> _Task statement_
All that should be output is the block of lines below from the line with "signed session token." to the line with "pub const fn", both included, exactly as written.
[Data to use — start]
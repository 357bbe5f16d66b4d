//! HS256 session tokens carrying the principal's identity and role.

use crate::auth::domain::{Principal, Role, UserId};
use chrono::{DateTime, TimeDelta, Utc};
use jsonwebtoken::{Algorithm, DecodingKey, EncodingKey, Header, Validation, decode, encode};
use mockable::Clock;
use serde::{Deserialize, Serialize};
use std::fmt;
use std::sync::Arc;
use thiserror::Error;

/// Default lifetime of an issued session token, in seconds.
pub const DEFAULT_TOKEN_TTL_SECS: i64 = 3600;

/// Claims embedded in every session token.
#[derive(Debug, Clone, Serialize, Deserialize)]
struct SessionClaims {
    sub: String,
    role: Role,
    iat: i64,
    exp: i64,
}

/// Errors raised while issuing or verifying session tokens.
#[derive(Debug, Error)]
pub enum TokenError {
    /// The token was well formed and signed but has expired.
    #[error("Token expired.")]
    Expired,

    /// The token is malformed, tampered with, or signed with another key.
    #[error("Invalid token.")]
    Invalid(#[source] jsonwebtoken::errors::Error),

    /// Signing a new token failed.
    #[error("failed to sign session token: {0}")]
    Signing(#[source] jsonwebtoken::errors::Error),
}

/// A freshly signed session token.
#[derive(Debug, Clone, PartialEq, Eq)]
pub struct IssuedToken {
    token: String,
    expires_at: DateTime<Utc>,
}

impl IssuedToken {
    /// Returns the encoded token.
    #[must_use]
    pub fn token(&self) -> &str {
        &self.token
    }

    /// Returns the expiry instant.
    #[must_use]
    pub const fn expires_at(&self) -> DateTime<Utc> {
        self.expires_at
    }
}

/// Issues and verifies session tokens with a shared secret.
///
/// Expiry is checked against the injected clock rather than the system
/// time so that tests can move time deterministically.
pub struct SessionTokens<C>
where
    C: Clock + Send + Sync,
{
    encoding: EncodingKey,
    decoding: DecodingKey,
    ttl: TimeDelta,
    clock: Arc<C>,
}

impl<C> fmt::Debug for SessionTokens<C>
where
    C: Clock + Send + Sync,
{
    fn fmt(&self, f: &mut fmt::Formatter<'_>) -> fmt::Result {
        f.debug_struct("SessionTokens")
            .field("ttl", &self.ttl)
            .finish_non_exhaustive()
    }
}

impl<C> SessionTokens<C>
where
    C: Clock + Send + Sync,
{
    /// Creates a token service signing with `secret`.
    #[must_use]
    pub fn new(secret: &[u8], ttl: TimeDelta, clock: Arc<C>) -> Self {
        Self {
            encoding: EncodingKey::from_secret(secret),
            decoding: DecodingKey::from_secret(secret),
            ttl,
            clock,
        }
    }

    /// Signs a token for `principal`.
    ///
    /// # Errors
    ///
    /// Returns [`TokenError::Signing`] when encoding fails.
    pub fn issue(&self, principal: &Principal) -> Result<IssuedToken, TokenError> {
        let issued_at = self.clock.utc();
        let expires_at = issued_at + self.ttl;
        let claims = SessionClaims {
            sub: principal.id().as_str().to_owned(),
            role: principal.role(),
            iat: issued_at.timestamp(),
            exp: expires_at.timestamp(),
        };
        let token = encode(&Header::new(Algorithm::HS256), &claims, &self.encoding)
            .map_err(TokenError::Signing)?;
        Ok(IssuedToken { token, expires_at })
    }

    /// Verifies `token` and returns the principal it was issued for.
    ///
    /// # Errors
    ///
    /// Returns [`TokenError::Expired`] when the expiry has passed and
    /// [`TokenError::Invalid`] for any other verification failure.
    pub fn verify(&self, token: &str) -> Result<Principal, TokenError> {
        let mut validation = Validation::new(Algorithm::HS256);
        validation.validate_exp = false;
        validation.set_required_spec_claims(&["exp", "sub"]);

        let data = decode::<SessionClaims>(token, &self.decoding, &validation).map_err(|err| {
            match err.kind() {
                jsonwebtoken::errors::ErrorKind::ExpiredSignature => TokenError::Expired,
                _ => TokenError::Invalid(err),
            }
        })?;

        if data.claims.exp <= self.clock.utc().timestamp() {
            return Err(TokenError::Expired);
        }
        Ok(Principal::new(
            UserId::new(data.claims.sub),
            data.claims.role,
        ))
    }
}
[Data to use — finish]
> _Problem solution_
/// A freshly signed session token.
#[derive(Debug, Clone, PartialEq, Eq)]
pub struct IssuedToken {
    token: String,
    expires_at: DateTime<Utc>,
}

impl IssuedToken {
    /// Returns the encoded token.
    #[must_use]
    pub fn token(&self) -> &str {
        &self.token
    }

    /// Returns the expiry instant.
    #[must_use]
    pub const fn expires_at(&self) -> DateTime<Utc> {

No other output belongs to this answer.